──────── INPUT DATA

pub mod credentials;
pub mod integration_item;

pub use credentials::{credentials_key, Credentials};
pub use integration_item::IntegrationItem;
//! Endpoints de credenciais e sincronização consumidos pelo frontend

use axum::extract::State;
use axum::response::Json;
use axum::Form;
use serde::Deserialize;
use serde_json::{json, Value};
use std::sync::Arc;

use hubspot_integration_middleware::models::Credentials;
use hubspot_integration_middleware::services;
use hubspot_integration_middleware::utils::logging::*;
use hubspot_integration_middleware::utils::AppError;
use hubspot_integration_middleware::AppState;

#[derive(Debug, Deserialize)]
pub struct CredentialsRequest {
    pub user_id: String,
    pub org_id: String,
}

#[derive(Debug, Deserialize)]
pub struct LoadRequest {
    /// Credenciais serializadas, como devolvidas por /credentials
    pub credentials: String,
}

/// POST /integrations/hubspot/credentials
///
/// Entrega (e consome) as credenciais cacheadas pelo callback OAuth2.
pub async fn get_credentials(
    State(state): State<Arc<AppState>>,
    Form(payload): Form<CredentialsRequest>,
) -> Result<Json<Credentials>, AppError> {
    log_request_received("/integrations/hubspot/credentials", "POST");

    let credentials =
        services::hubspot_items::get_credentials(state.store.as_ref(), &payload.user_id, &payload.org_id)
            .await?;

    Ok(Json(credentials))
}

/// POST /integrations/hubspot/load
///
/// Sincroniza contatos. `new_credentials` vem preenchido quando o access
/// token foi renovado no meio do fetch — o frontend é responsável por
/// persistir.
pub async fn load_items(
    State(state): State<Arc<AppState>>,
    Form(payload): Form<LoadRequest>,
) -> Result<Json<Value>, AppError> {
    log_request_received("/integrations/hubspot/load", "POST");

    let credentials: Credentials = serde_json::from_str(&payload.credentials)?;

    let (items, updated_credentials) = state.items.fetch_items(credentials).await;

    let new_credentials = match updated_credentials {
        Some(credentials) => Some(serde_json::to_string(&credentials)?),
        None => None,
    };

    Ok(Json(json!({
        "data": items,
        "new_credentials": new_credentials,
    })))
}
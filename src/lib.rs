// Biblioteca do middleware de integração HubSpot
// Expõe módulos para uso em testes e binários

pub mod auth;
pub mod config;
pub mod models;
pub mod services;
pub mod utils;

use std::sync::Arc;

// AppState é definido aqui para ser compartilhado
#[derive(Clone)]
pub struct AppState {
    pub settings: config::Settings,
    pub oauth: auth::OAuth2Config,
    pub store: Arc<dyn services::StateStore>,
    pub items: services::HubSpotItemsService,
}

────────────────

WHAT YOU HAVE TO DO: Please copy out each record, character for character.

WRITTEN SOLUTION:
pub mod credentials;
pub mod integration_item;

pub use credentials::{credentials_key, Credentials};
pub use integration_item::IntegrationItem;
//! Endpoints de credenciais e sincronização consumidos pelo frontend

use axum::extract::State;
use axum::response::Json;
use axum::Form;
use serde::Deserialize;
use serde_json::{json, Value};
use std::sync::Arc;

use hubspot_integration_middleware::models::Credentials;
use hubspot_integration_middleware::services;
use hubspot_integration_middleware::utils::logging::*;
use hubspot_integration_middleware::utils::AppError;
use hubspot_integration_middleware::AppState;

#[derive(Debug, Deserialize)]
pub struct CredentialsRequest {
    pub user_id: String,
    pub org_id: String,
}

#[derive(Debug, Deserialize)]
pub struct LoadRequest {
    /// Credenciais serializadas, como devolvidas por /credentials
    pub credentials: String,
}

/// POST /integrations/hubspot/credentials
///
/// Entrega (e consome) as credenciais cacheadas pelo callback OAuth2.
pub async fn get_credentials(
    State(state): State<Arc<AppState>>,
    Form(payload): Form<CredentialsRequest>,
) -> Result<Json<Credentials>, AppError> {
    log_request_received("/integrations/hubspot/credentials", "POST");

    let credentials =
        services::hubspot_items::get_credentials(state.store.as_ref(), &payload.user_id, &payload.org_id)
            .await?;

    Ok(Json(credentials))
}

/// POST /integrations/hubspot/load
///
/// Sincroniza contatos. `new_credentials` vem preenchido quando o access
/// token foi renovado no meio do fetch — o frontend é responsável por
/// persistir.
pub async fn load_items(
    State(state): State<Arc<AppState>>,
    Form(payload): Form<LoadRequest>,
) -> Result<Json<Value>, AppError> {
    log_request_received("/integrations/hubspot/load", "POST");

    let credentials: Credentials = serde_json::from_str(&payload.credentials)?;

    let (items, updated_credentials) = state.items.fetch_items(credentials).await;

    let new_credentials = match updated_credentials {
        Some(credentials) => Some(serde_json::to_string(&credentials)?),
        None => None,
    };

    Ok(Json(json!({
        "data": items,
        "new_credentials": new_credentials,
    })))
}
filename src/lib.rs
// Biblioteca do middleware de integração HubSpot
// Expõe módulos para uso em testes e binários

pub mod auth;
pub mod config;
pub mod models;
pub mod services;
pub mod utils;

use std::sync::Arc;

// AppState é definido aqui para ser compartilhado
#[derive(Clone)]
pub struct AppState {
    pub settings: config::Settings,
    pub oauth: auth::OAuth2Config,
    pub store: Arc<dyn services::StateStore>,
    pub items: services::HubSpotItemsService,
}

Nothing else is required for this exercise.